A dimeric 50 kDa melibiose-binding lectin was isolated from the seeds of the cultivar of soybean (Glycine max), called the small glossy black soybean. The isolation procedure comprised ion exchange chromatography on Q Sepharose, SP Sepharose and Mono Q followed by gel filtration on Superdex 75. The lectin was adsorbed on all three ion exchangers, and it exhibited an N-terminal sequence identical to that of soybean lectin. Of all the sugars tested, melibiose most potently inhibited the hemagglutinating activity of the lectin, which was stable between pH 3-12 and 0-70 degrees C. The lectin evoked maximal mitogenic response at about the same molar concentration as Con A. However, the response was much weaker. The soybean lectin inhibited the activity of HIV-1 reverse transcriptase as well as the proliferation of breast cancer MCF7 cells and hepatoma HepG2 cells with an IC50 of 2.82 microM, 2.6 microM and 4.1 microM, respectively.
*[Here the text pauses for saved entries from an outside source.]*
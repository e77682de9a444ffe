//! Dispatch failure reporting.

use std::any::Any;

use thiserror::Error;

use crate::source::ListenerId;

/// Callback wired by the embedding application to observe listener failures.
///
/// See [`EventSource::set_error_hook`](crate::EventSource::set_error_hook).
pub type ErrorHook = Box<dyn FnMut(&ListenerError)>;

/// A listener callback panicked during dispatch.
///
/// The panic is caught at the dispatch boundary; the remaining listeners of
/// that pass are skipped and the source itself stays usable. `Display`
/// renders the full diagnostic message, `detail` carries just the
/// stringified panic payload.
#[derive(Debug, Clone, PartialEq, Eq, Error)]
#[error("error while processing an event: {listener} panicked: {detail}")]
pub struct ListenerError {
    /// The listener whose callback panicked.
    pub listener: ListenerId,
    /// Stringified panic payload, when one could be extracted.
    pub detail: String,
}

/// Best-effort text form of a panic payload.
pub(crate) fn panic_detail(payload: &(dyn Any + Send)) -> String {
    if let Some(text) = payload.downcast_ref::<&'static str>() {
        (*text).to_owned()
    } else if let Some(text) = payload.downcast_ref::<String>() {
        text.clone()
    } else {
        "non-string panic payload".to_owned()
    }
}

/// Hand a caught panic back to the caller once reporting and cleanup are
/// done. Strict propagation is a build-time policy choice.
#[cfg(feature = "propagate-panics")]
pub(crate) fn resume_caught_panic(payload: Option<Box<dyn Any + Send>>) {
    if let Some(payload) = payload {
        std::panic::resume_unwind(payload);
    }
}

/// Without strict propagation the caught payload is dropped; the failure
/// was already reported at the dispatch boundary.
#[cfg(not(feature = "propagate-panics"))]
pub(crate) fn resume_caught_panic(payload: Option<Box<dyn Any + Send>>) {
    drop(payload);
}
There was no antifungal activity. Another lectin was isolated from a different cultivar of soybean called little black soybean. The lectin was essentially similar to small glossy black soybean lectin except for a larger subunit molecular mass (31 kDa), a more potent mitogenic activity and lower thermostability. The results indicate that different cultivars of soybean produce lectins that are not identical in every aspect.